MillerCoors filed its lawsuit on March 21 in U.S. District Court for the Western District of Wisconsin, claiming false and misleading claims and misuse of Miller and Coors trademarks in a Bud Light Super Bowl commercial and in part sought an injunction to stop Anheuser-Busch from running the Bud Light ad. Anheuser-Busch subsequently filed a motion for dismissal of MillerCoors’ lawsuit. The court heard oral arguments on the motion to dismiss on May 16.
Judge Conley denied defendant Anheuser-Busch’s motion to dismiss, which he said “strikes the court as a shot across the bow in response to plaintiff’s motion for preliminary injunction.”
Concerning MillerCoors’ request for preliminary injunction, Judge Conley said, “the court will grant plaintiff a preliminary injunction, though more narrow in scope than that sought by plaintiff.” He “granted in part and denied in part” MillerCoors’ motion. Judge Conley enjoined defendant Anheuser-Busch from using certain language within 10 days of his order in commercials, print advertising and social media. The enjoined language as stated in the court document include:
- Bud Light contains “100% less corn syrup;”
- Bud Light in direct reference to “no corn syrup” without any reference to “brewed with,” “made with” or “uses;”
- Miller Lite and/or Coors light and “corn syrup” without including any reference to “brewed with,” “made with” or “uses;” and
- Describing “corn syrup” as an ingredient “in” the finished product.
MillerCoors indicated it was pleased with the judge’s ruling “that will force Anheuser-Busch to change or remove advertisements that were clearly designed to mislead the American public,” according to The Wall Street Journal.
Judge Conley said the Super Bowl commercials did not contain misleading information, but he took issue with subsequent commercials that appeared to suggest corn syrup was in MillerCoors’ final product, according to Crain’s Chicago Business. He said Anheuser-Busch had hoped to exploit confusion around the use of corn syrup in beer production, and “consumers would interpret advertising statements about ‘made with corn syrup’ or ‘brewed with corn syrup’ as corn syrup actually being in the final products.”
Anheuser-Busch said it will resume airing the original commercial from the Super Bowl based on the court’s ruling, according to The Wall Street Journal.
“Yesterday’s ruling is a victory for consumers as it allows Bud Light’s Super Bowl advertising to continue,” said Cesar Vargas, vice-president of legal and corporate affairs at Anheuser-Busch. “As the No. 1 selling beer in the United States, Bud Light remains committed to leading the alcohol industry by providing more transparency for consumers, including letting them know about the ingredients that are used to brew their beer.”

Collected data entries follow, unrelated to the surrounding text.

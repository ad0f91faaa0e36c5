use anyhow::{Context, Result};
use serde::Deserialize;
use std::path::{Path, PathBuf};

use scuba_rag_core::chunk::{ChunkError, ChunkParams};

/// Development signing secret. A warning is logged whenever it is used.
pub const DEV_SECRET: &str = "default_key_for_dev";

#[derive(Debug, Deserialize, Clone)]
pub struct Config {
    pub db: DbConfig,
    pub knowledge_base: KnowledgeBaseConfig,
    #[serde(default)]
    pub chunking: ChunkingConfig,
    #[serde(default)]
    pub retrieval: RetrievalConfig,
    #[serde(default)]
    pub embedding: EmbeddingConfig,
    #[serde(default)]
    pub llm: LlmConfig,
    #[serde(default)]
    pub auth: AuthConfig,
    #[serde(default)]
    pub server: ServerConfig,
}

#[derive(Debug, Deserialize, Clone)]
pub struct DbConfig {
    pub path: PathBuf,
}

#[derive(Debug, Deserialize, Clone)]
pub struct KnowledgeBaseConfig {
    pub dir: PathBuf,
    #[serde(default = "default_include_globs")]
    pub include_globs: Vec<String>,
}

fn default_include_globs() -> Vec<String> {
    vec!["*.yaml".to_string(), "*.yml".to_string()]
}

#[derive(Debug, Deserialize, Clone)]
pub struct ChunkingConfig {
    #[serde(default = "default_max_tokens")]
    pub max_tokens: usize,
    #[serde(default = "default_overlap")]
    pub overlap_tokens: usize,
}

impl Default for ChunkingConfig {
    fn default() -> Self {
        Self {
            max_tokens: default_max_tokens(),
            overlap_tokens: default_overlap(),
        }
    }
}

impl ChunkingConfig {
    pub fn params(&self) -> Result<ChunkParams, ChunkError> {
        let params = ChunkParams::from_tokens(self.max_tokens, self.overlap_tokens)?;
        params.validate()?;
        Ok(params)
    }
}

fn default_max_tokens() -> usize {
    100
}
fn default_overlap() -> usize {
    50
}

#[derive(Debug, Deserialize, Clone)]
pub struct RetrievalConfig {
    #[serde(default = "default_top_k")]
    pub top_k: usize,
}

impl Default for RetrievalConfig {
    fn default() -> Self {
        Self {
            top_k: default_top_k(),
        }
    }
}

fn default_top_k() -> usize {
    scuba_rag_core::retriever::DEFAULT_TOP_K
}

#[derive(Debug, Deserialize, Clone)]
pub struct EmbeddingConfig {
    #[serde(default = "default_embedding_provider")]
    pub provider: String,
    #[serde(default)]
    pub model: Option<String>,
    #[serde(default)]
    pub dims: Option<usize>,
    #[serde(default = "default_batch_size")]
    pub batch_size: usize,
    #[serde(default = "default_max_retries")]
    pub max_retries: u32,
    #[serde(default = "default_timeout_secs")]
    pub timeout_secs: u64,
    /// Base URL for the Ollama provider.
    #[serde(default)]
    pub url: Option<String>,
}

impl Default for EmbeddingConfig {
    fn default() -> Self {
        Self {
            provider: default_embedding_provider(),
            model: Some("text-embedding-3-small".to_string()),
            dims: Some(1536),
            batch_size: default_batch_size(),
            max_retries: default_max_retries(),
            timeout_secs: default_timeout_secs(),
            url: None,
        }
    }
}

fn default_embedding_provider() -> String {
    "openai".to_string()
}
fn default_batch_size() -> usize {
    scuba_rag_core::index::DEFAULT_BATCH_SIZE
}
fn default_max_retries() -> u32 {
    5
}
fn default_timeout_secs() -> u64 {
    30
}

#[derive(Debug, Deserialize, Clone)]
pub struct LlmConfig {
    #[serde(default = "default_llm_provider")]
    pub provider: String,
    #[serde(default = "default_llm_model")]
    pub model: String,
    #[serde(default)]
    pub temperature: f32,
    #[serde(default)]
    pub max_tokens: Option<u32>,
    #[serde(default = "default_llm_retries")]
    pub max_retries: u32,
    #[serde(default = "default_llm_timeout")]
    pub timeout_secs: u64,
    #[serde(default)]
    pub url: Option<String>,
}

impl Default for LlmConfig {
    fn default() -> Self {
        Self {
            provider: default_llm_provider(),
            model: default_llm_model(),
            temperature: 0.0,
            max_tokens: None,
            max_retries: default_llm_retries(),
            timeout_secs: default_llm_timeout(),
            url: None,
        }
    }
}

fn default_llm_provider() -> String {
    "openai".to_string()
}
fn default_llm_model() -> String {
    "gpt-4.1".to_string()
}
fn default_llm_retries() -> u32 {
    3
}
fn default_llm_timeout() -> u64 {
    60
}

#[derive(Debug, Deserialize, Clone)]
pub struct AuthConfig {
    /// Token signing secret; the `SECRET_KEY` environment variable wins.
    #[serde(default)]
    pub secret: Option<String>,
    #[serde(default = "default_token_ttl")]
    pub token_ttl_minutes: i64,
    #[serde(default = "default_hash_iterations")]
    pub hash_iterations: u32,
}

impl Default for AuthConfig {
    fn default() -> Self {
        Self {
            secret: None,
            token_ttl_minutes: default_token_ttl(),
            hash_iterations: default_hash_iterations(),
        }
    }
}

impl AuthConfig {
    /// Resolve the signing secret: `SECRET_KEY` env, then config, then [`DEV_SECRET`].
    pub fn resolve_secret(&self) -> String {
        if let Ok(secret) = std::env::var("SECRET_KEY") {
            if !secret.is_empty() {
                return secret;
            }
        }
        match &self.secret {
            Some(secret) if !secret.is_empty() => secret.clone(),
            _ => {
                tracing::warn!("no SECRET_KEY configured, using the development secret");
                DEV_SECRET.to_string()
            }
        }
    }
}

fn default_token_ttl() -> i64 {
    120
}
fn default_hash_iterations() -> u32 {
    100_000
}

#[derive(Debug, Deserialize, Clone)]
pub struct ServerConfig {
    #[serde(default = "default_bind")]
    pub bind: String,
    #[serde(default = "default_cors_origins")]
    pub cors_origins: Vec<String>,
}

impl Default for ServerConfig {
    fn default() -> Self {
        Self {
            bind: default_bind(),
            cors_origins: default_cors_origins(),
        }
    }
}

fn default_bind() -> String {
    "127.0.0.1:5000".to_string()
}
fn default_cors_origins() -> Vec<String> {
    vec!["http://localhost:3001".to_string()]
}

impl EmbeddingConfig {
    pub fn is_enabled(&self) -> bool {
        self.provider != "disabled"
    }
}

pub fn load_config(path: &Path) -> Result<Config> {
    let content = std::fs::read_to_string(path)
        .with_context(|| format!("Failed to read config file: {}", path.display()))?;

    let config: Config = toml::from_str(&content).with_context(|| "Failed to parse config file")?;
    validate(&config)?;

    Ok(config)
}

/// Checks everything except chunking, which is validated when the
/// knowledge base is indexed so that a bad value degrades the chat
/// endpoint instead of preventing start-up.
pub fn validate(config: &Config) -> Result<()> {
    if config.retrieval.top_k < 1 {
        anyhow::bail!("retrieval.top_k must be >= 1");
    }

    if config.embedding.batch_size < 1 {
        anyhow::bail!("embedding.batch_size must be >= 1");
    }

    match config.embedding.provider.as_str() {
        "openai" | "ollama" => {
            if config.embedding.model.is_none() {
                anyhow::bail!(
                    "embedding.model must be specified when provider is '{}'",
                    config.embedding.provider
                );
            }
            if config.embedding.dims.is_none() || config.embedding.dims == Some(0) {
                anyhow::bail!(
                    "embedding.dims must be > 0 when provider is '{}'",
                    config.embedding.provider
                );
            }
        }
        "hashing" => {
            if config.embedding.dims == Some(0) {
                anyhow::bail!("embedding.dims must be > 0 when provider is 'hashing'");
            }
        }
        "disabled" => {}
        other => anyhow::bail!(
            "Unknown embedding provider: '{}'. Must be openai, ollama, hashing, or disabled.",
            other
        ),
    }

    match config.llm.provider.as_str() {
        "openai" | "ollama" | "disabled" => {}
        other => anyhow::bail!(
            "Unknown llm provider: '{}'. Must be openai, ollama, or disabled.",
            other
        ),
    }

    if !(0.0..=2.0).contains(&config.llm.temperature) {
        anyhow::bail!("llm.temperature must be in [0.0, 2.0]");
    }

    if config.auth.hash_iterations < 1 {
        anyhow::bail!("auth.hash_iterations must be >= 1");
    }

    if config.auth.token_ttl_minutes < 1 {
        anyhow::bail!("auth.token_ttl_minutes must be >= 1");
    }

    Ok(())
}
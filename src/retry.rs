//! JSON POST with exponential backoff, shared by the embedding and LLM
//! providers.
//!
//! - HTTP 429 (rate limited) and 5xx (server error) → retry
//! - HTTP 4xx (client error, not 429) → fail immediately
//! - Network errors → retry
//! - Backoff: 1s, 2s, 4s, 8s, 16s, 32s (capped at 2^5)

use std::time::Duration;
use thiserror::Error;

#[derive(Debug, Error)]
pub enum HttpError {
    #[error("{service} API error {status}: {body}")]
    Status {
        service: String,
        status: u16,
        body: String,
    },

    #[error("{service} connection error: {reason}")]
    Network { service: String, reason: String },

    #[error("{service} response was not valid JSON: {reason}")]
    Decode { service: String, reason: String },
}

/// A JSON endpoint plus the retry budget to use against it.
pub struct JsonEndpoint<'a> {
    pub service: &'a str,
    pub url: String,
    pub bearer: Option<String>,
    pub max_retries: u32,
}

/// Build a client with the given request timeout.
pub fn client(timeout_secs: u64) -> Result<reqwest::Client, HttpError> {
    reqwest::Client::builder()
        .timeout(Duration::from_secs(timeout_secs))
        .build()
        .map_err(|e| HttpError::Network {
            service: "http".into(),
            reason: e.to_string(),
        })
}

/// Backoff before retry `attempt` (1-based).
pub fn backoff(attempt: u32) -> Duration {
    Duration::from_secs(1 << (attempt.saturating_sub(1)).min(5))
}

pub async fn post_json(
    client: &reqwest::Client,
    endpoint: &JsonEndpoint<'_>,
    body: &serde_json::Value,
) -> Result<serde_json::Value, HttpError> {
    let mut last_err = None;

    for attempt in 0..=endpoint.max_retries {
        if attempt > 0 {
            tokio::time::sleep(backoff(attempt)).await;
        }

        let mut request = client
            .post(&endpoint.url)
            .header("Content-Type", "application/json")
            .json(body);
        if let Some(key) = &endpoint.bearer {
            request = request.header("Authorization", format!("Bearer {}", key));
        }

        match request.send().await {
            Ok(response) => {
                let status = response.status();

                if status.is_success() {
                    return response
                        .json::<serde_json::Value>()
                        .await
                        .map_err(|e| HttpError::Decode {
                            service: endpoint.service.to_string(),
                            reason: e.to_string(),
                        });
                }

                let body_text = response.text().await.unwrap_or_default();
                let err = HttpError::Status {
                    service: endpoint.service.to_string(),
                    status: status.as_u16(),
                    body: body_text,
                };

                // Rate limited or server error, retry
                if status.as_u16() == 429 || status.is_server_error() {
                    tracing::warn!(service = endpoint.service, attempt, %status, "retryable API error");
                    last_err = Some(err);
                    continue;
                }

                return Err(err);
            }
            Err(e) => {
                tracing::warn!(service = endpoint.service, attempt, error = %e, "request failed");
                last_err = Some(HttpError::Network {
                    service: endpoint.service.to_string(),
                    reason: e.to_string(),
                });
            }
        }
    }

    Err(last_err.unwrap_or_else(|| HttpError::Network {
        service: endpoint.service.to_string(),
        reason: "request failed after retries".into(),
    }))
}
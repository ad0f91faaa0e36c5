//! HS256 JSON Web Tokens.

use jsonwebtoken::errors::ErrorKind;
use jsonwebtoken::{Algorithm, DecodingKey, EncodingKey, Header, Validation};
use serde::{Deserialize, Serialize};

use super::AuthError;

#[derive(Debug, Clone, PartialEq, Eq, Serialize, Deserialize)]
pub struct Claims {
    /// Username.
    pub sub: String,
    pub user_id: i64,
    pub iat: i64,
    pub exp: i64,
}

pub fn encode(claims: &Claims, secret: &[u8]) -> Result<String, AuthError> {
    jsonwebtoken::encode(
        &Header::new(Algorithm::HS256),
        claims,
        &EncodingKey::from_secret(secret),
    )
    .map_err(|e| AuthError::Storage(format!("token signing failed: {}", e)))
}

/// Verify the signature and expiry of `token` against the current time.
///
/// Only HS256 is accepted and expiry has no leeway.
pub fn decode(token: &str, secret: &[u8]) -> Result<Claims, AuthError> {
    let mut validation = Validation::new(Algorithm::HS256);
    validation.leeway = 0;
    validation.set_required_spec_claims(&["exp", "sub"]);

    jsonwebtoken::decode::<Claims>(token, &DecodingKey::from_secret(secret), &validation)
        .map(|data| data.claims)
        .map_err(|e| match e.kind() {
            ErrorKind::ExpiredSignature => AuthError::ExpiredToken,
            _ => AuthError::InvalidToken,
        })
}
//! Query text → most relevant chunks.
//!
//! The [`Retriever`] trait is the seam the answer generator talks to;
//! [`IndexRetriever`] is the production implementation backed by an
//! [`EmbeddingIndex`] and the same [`Embedder`] that built it.

use async_trait::async_trait;
use std::sync::Arc;

use crate::embedding::{EmbedError, Embedder};
use crate::index::EmbeddingIndex;
use crate::models::Chunk;

/// Number of chunks retrieved per question unless configured otherwise.
pub const DEFAULT_TOP_K: usize = 4;

#[async_trait]
pub trait Retriever: Send + Sync {
    /// Return the most relevant chunks for `query`, most relevant first.
    async fn retrieve(&self, query: &str) -> Result<Vec<Chunk>, EmbedError>;
}

pub struct IndexRetriever {
    index: Arc<EmbeddingIndex>,
    embedder: Arc<dyn Embedder>,
    top_k: usize,
}

impl IndexRetriever {
    pub fn new(index: Arc<EmbeddingIndex>, embedder: Arc<dyn Embedder>, top_k: usize) -> Self {
        Self {
            index,
            embedder,
            top_k,
        }
    }

    pub fn index(&self) -> &EmbeddingIndex {
        &self.index
    }

    pub fn top_k(&self) -> usize {
        self.top_k
    }
}

#[async_trait]
impl Retriever for IndexRetriever {
    async fn retrieve(&self, query: &str) -> Result<Vec<Chunk>, EmbedError> {
        if self.index.is_empty() || self.top_k == 0 {
            return Ok(Vec::new());
        }

        let query_vec = self.embedder.embed_query(query).await?;
        let hits = self.index.query(&query_vec, self.top_k);

        tracing::debug!(
            hits = hits.len(),
            best = hits.first().map(|h| h.score).unwrap_or(0.0),
            "retrieved context"
        );

        Ok(hits.into_iter().map(|h| h.chunk).collect())
    }
}

#[cfg(test)]
mod tests {
    use super::*;
    use std::sync::atomic::{AtomicUsize, Ordering};

    struct KeywordEmbedder {
        calls: AtomicUsize,
    }

    #[async_trait]
    impl Embedder for KeywordEmbedder {
        fn model_name(&self) -> &str {
            "keyword"
        }
        fn dims(&self) -> usize {
            2
        }
        async fn embed(&self, texts: &[String]) -> Result<Vec<Vec<f32>>, EmbedError> {
            self.calls.fetch_add(1, Ordering::SeqCst);
            Ok(texts
                .iter()
                .map(|t| {
                    vec![
                        if t.contains("ballena") { 1.0 } else { 0.0 },
                        if t.contains("naufragio") { 1.0 } else { 0.0 },
                    ]
                })
                .collect())
        }
    }

    fn chunk(source: &str, text: &str) -> Chunk {
        Chunk {
            source: source.into(),
            index: 0,
            start: 0,
            text: text.into(),
        }
    }

    async fn retriever(chunks: Vec<Chunk>, top_k: usize) -> (IndexRetriever, Arc<KeywordEmbedder>) {
        let embedder = Arc::new(KeywordEmbedder {
            calls: AtomicUsize::new(0),
        });
        let index = EmbeddingIndex::build(chunks, embedder.as_ref(), 16)
            .await
            .unwrap();
        (
            IndexRetriever::new(Arc::new(index), embedder.clone(), top_k),
            embedder,
        )
    }

    #[tokio::test]
    async fn test_retrieve_returns_relevant_first() {
        let (r, _) = retriever(
            vec![
                chunk("santa-marta.yaml", "naufragio del Morrocoy"),
                chunk("gorgona.yaml", "ballena jorobada en Gorgona"),
            ],
            1,
        )
        .await;
        let hits = r.retrieve("¿Dónde veo una ballena?").await.unwrap();
        assert_eq!(hits.len(), 1);
        assert_eq!(hits[0].source, "gorgona.yaml");
    }

    #[tokio::test]
    async fn test_retrieve_on_empty_index_is_empty() {
        let (r, embedder) = retriever(Vec::new(), DEFAULT_TOP_K).await;
        let hits = r.retrieve("ballena").await.unwrap();
        assert!(hits.is_empty());
        assert_eq!(embedder.calls.load(Ordering::SeqCst), 0);
    }

    #[tokio::test]
    async fn test_retrieve_is_repeatable() {
        let (r, _) = retriever(
            vec![
                chunk("a.yaml", "ballena"),
                chunk("b.yaml", "naufragio"),
                chunk("c.yaml", "ballena y naufragio"),
            ],
            2,
        )
        .await;
        let first = r.retrieve("ballena").await.unwrap();
        let second = r.retrieve("ballena").await.unwrap();
        assert_eq!(first, second);
        assert_eq!(first[0].source, "a.yaml");
        assert_eq!(first[1].source, "c.yaml");
    }
}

The judge declined to include a decision on certain depictions and language on Anheuser-Busch packaging materials because the argument was not advanced in MillerCoors’ written preliminary injunction submissions. He gave MillerCoors until June 3 to file a supplementary brief on the packaging issue, with Anheuser-Busch having until June 10 to respond. Further documents were to be filed with the court by June 10 and June 17.